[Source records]
=== Begin Enclosure ===

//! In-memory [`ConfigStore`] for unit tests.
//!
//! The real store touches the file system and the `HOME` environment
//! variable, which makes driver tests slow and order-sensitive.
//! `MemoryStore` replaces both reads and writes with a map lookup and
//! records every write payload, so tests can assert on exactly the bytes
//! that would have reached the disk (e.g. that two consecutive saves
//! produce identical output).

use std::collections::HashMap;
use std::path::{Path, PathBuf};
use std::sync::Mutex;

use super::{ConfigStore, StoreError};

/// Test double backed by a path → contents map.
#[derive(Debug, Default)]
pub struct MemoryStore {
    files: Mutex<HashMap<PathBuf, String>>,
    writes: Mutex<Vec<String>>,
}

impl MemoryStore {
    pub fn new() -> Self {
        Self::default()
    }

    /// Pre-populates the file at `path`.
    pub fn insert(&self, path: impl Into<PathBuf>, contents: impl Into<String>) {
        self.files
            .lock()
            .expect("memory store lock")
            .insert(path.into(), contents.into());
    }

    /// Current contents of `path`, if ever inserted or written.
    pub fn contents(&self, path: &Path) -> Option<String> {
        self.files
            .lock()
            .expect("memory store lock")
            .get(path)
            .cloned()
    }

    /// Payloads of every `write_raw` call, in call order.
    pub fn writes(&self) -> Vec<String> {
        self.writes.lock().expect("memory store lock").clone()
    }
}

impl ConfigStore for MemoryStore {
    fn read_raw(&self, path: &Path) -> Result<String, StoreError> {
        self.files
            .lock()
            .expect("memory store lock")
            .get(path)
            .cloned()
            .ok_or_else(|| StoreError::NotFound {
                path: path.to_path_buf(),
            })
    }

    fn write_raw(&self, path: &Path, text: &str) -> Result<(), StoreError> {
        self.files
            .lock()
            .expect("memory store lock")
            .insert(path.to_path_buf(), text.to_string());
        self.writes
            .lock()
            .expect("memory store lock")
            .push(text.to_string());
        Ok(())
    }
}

=== End Enclosure ===
=== Begin Enclosure ===

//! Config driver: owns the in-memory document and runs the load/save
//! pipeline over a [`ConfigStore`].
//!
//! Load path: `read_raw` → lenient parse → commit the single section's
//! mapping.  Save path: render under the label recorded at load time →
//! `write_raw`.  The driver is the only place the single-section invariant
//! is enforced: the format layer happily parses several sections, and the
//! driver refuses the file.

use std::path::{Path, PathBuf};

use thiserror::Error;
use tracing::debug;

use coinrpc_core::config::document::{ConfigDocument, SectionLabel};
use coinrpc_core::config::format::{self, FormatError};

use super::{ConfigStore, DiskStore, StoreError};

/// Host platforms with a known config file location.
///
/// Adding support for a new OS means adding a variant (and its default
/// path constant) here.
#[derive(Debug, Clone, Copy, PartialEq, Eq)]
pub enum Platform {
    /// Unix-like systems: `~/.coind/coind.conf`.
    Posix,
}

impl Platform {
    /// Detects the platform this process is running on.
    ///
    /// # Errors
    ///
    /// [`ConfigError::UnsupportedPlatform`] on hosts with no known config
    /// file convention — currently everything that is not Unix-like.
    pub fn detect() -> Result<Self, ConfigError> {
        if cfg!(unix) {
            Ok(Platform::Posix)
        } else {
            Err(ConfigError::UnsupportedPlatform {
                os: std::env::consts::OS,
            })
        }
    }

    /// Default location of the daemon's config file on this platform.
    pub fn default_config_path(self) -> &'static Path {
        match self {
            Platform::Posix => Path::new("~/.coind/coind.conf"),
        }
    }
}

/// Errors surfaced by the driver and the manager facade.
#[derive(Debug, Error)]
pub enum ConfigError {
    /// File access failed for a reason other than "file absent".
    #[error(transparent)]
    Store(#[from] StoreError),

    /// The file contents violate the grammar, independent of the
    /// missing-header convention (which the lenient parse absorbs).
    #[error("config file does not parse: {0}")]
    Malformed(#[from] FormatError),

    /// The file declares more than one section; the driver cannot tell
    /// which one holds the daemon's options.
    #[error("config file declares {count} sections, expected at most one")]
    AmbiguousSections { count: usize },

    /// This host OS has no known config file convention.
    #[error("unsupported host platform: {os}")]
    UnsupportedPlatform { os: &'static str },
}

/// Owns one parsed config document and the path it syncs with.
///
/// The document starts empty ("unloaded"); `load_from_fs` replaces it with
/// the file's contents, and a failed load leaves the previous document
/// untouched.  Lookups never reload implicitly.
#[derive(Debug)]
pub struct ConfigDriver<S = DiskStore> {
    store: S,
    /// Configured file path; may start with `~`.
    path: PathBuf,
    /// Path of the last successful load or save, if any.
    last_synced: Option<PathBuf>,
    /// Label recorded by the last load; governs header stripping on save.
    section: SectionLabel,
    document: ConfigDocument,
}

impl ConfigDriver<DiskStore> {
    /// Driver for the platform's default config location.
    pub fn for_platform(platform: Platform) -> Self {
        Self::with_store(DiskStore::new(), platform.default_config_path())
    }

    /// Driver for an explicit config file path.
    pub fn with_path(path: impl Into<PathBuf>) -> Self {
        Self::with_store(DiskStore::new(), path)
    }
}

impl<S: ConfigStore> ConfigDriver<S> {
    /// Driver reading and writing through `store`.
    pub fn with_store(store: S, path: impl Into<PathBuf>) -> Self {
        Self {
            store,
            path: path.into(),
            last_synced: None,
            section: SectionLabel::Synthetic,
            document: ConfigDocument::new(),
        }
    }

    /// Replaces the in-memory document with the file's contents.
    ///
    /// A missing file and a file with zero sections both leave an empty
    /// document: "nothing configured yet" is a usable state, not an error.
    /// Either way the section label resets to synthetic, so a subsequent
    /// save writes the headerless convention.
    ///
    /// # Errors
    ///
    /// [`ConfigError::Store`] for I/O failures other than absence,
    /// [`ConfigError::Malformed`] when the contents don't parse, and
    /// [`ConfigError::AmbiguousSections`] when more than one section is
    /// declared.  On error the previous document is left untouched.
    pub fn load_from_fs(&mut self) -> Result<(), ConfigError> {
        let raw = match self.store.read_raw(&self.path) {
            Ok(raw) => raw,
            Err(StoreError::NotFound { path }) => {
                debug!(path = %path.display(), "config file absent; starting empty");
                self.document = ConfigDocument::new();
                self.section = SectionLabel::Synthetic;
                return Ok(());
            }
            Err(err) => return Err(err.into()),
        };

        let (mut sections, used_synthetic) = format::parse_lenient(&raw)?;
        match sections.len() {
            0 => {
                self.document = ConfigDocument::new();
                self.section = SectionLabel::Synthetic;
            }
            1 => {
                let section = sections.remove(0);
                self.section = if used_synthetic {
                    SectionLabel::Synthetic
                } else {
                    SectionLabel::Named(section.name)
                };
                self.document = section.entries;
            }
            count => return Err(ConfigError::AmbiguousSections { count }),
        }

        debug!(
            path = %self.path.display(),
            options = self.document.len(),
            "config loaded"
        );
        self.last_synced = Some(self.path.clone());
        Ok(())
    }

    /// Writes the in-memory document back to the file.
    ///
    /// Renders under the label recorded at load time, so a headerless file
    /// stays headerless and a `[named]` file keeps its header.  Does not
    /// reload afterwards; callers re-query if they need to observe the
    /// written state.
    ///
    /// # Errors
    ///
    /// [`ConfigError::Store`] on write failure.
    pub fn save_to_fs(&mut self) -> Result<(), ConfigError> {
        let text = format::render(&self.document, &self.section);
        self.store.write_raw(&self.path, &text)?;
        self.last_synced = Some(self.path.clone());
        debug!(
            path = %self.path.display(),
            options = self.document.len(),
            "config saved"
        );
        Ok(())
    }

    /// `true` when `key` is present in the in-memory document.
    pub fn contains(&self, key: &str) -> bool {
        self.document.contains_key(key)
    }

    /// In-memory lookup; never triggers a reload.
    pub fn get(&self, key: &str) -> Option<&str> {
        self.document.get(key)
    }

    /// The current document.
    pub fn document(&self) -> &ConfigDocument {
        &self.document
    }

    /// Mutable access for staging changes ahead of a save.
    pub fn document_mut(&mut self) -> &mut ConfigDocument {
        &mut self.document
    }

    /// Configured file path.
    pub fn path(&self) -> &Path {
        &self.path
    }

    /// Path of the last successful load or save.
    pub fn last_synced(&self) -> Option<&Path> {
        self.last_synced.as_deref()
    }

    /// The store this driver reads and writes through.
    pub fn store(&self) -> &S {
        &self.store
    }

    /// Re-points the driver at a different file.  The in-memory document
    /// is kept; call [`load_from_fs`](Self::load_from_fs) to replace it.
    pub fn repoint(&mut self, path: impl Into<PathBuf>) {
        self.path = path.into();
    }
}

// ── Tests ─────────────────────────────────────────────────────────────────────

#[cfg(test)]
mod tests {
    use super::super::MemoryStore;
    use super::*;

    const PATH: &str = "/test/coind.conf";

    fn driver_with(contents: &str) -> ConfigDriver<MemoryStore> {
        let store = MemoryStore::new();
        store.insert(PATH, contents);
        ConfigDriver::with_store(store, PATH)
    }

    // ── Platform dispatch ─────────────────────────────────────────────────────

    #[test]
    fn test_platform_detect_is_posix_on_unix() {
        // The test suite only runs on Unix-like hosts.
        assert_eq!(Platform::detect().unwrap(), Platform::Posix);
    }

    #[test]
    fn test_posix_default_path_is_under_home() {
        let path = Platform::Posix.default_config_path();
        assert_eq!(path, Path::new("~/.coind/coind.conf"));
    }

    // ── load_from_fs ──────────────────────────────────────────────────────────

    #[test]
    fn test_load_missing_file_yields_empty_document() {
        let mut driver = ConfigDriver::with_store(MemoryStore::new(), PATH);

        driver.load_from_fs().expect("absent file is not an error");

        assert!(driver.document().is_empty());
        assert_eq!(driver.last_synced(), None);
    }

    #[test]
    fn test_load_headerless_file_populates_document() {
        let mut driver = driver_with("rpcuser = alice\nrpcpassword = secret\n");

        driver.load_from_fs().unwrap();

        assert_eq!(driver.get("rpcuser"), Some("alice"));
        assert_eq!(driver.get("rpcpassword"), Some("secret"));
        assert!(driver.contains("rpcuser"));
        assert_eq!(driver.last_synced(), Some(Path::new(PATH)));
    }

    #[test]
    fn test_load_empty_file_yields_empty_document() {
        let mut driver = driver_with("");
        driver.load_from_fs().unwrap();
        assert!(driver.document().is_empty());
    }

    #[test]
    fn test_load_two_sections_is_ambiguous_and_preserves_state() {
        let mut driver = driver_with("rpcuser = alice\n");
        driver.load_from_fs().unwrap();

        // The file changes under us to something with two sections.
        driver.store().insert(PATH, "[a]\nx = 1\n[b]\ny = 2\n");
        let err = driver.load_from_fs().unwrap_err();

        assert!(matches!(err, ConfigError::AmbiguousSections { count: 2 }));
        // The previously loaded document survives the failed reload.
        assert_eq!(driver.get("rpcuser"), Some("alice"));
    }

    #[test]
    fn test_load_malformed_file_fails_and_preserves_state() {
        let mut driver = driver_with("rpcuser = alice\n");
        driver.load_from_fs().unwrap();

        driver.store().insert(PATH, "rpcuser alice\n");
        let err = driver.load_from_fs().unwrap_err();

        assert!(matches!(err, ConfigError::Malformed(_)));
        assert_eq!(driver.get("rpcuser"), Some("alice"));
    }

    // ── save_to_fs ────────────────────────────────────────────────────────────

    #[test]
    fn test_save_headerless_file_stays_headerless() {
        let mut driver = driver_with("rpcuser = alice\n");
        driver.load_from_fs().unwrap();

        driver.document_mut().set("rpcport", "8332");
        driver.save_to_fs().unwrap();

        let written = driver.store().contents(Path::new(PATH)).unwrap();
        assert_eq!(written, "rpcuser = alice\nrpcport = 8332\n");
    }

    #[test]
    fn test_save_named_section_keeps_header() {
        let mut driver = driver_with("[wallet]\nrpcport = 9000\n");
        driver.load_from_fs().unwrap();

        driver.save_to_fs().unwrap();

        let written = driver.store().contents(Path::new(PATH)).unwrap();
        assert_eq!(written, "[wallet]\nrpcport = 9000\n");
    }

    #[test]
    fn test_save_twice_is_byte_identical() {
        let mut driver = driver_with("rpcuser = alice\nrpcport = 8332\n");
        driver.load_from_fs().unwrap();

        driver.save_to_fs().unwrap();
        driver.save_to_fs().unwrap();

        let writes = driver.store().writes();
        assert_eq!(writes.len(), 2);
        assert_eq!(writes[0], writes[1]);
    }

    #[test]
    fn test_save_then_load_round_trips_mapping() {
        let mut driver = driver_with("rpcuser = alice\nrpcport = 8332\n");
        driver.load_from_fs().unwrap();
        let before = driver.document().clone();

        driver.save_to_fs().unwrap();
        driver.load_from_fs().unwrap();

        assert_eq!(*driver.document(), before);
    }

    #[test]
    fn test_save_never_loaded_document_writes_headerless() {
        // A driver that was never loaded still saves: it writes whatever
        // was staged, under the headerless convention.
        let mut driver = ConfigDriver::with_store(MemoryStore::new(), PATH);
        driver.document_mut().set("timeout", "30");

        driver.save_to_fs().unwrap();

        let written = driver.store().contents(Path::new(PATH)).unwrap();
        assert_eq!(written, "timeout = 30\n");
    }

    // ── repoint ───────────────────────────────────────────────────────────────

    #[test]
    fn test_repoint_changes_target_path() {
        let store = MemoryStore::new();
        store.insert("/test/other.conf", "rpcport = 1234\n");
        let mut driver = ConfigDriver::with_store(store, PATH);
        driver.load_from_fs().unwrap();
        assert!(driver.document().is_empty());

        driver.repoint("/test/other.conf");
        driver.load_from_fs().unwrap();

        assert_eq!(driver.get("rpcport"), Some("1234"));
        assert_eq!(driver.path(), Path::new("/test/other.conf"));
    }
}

=== End Enclosure ===

What you need to do:
Out of the data above, set down the lines from the one with "pub fn document(&self)" to the one with "pub fn path(&self)", both included, exactly as written and with no additions.

Task output:
    pub fn document(&self) -> &ConfigDocument {
        &self.document
    }

    /// Mutable access for staging changes ahead of a save.
    pub fn document_mut(&mut self) -> &mut ConfigDocument {
        &mut self.document
    }

    /// Configured file path.
    pub fn path(&self) -> &Path {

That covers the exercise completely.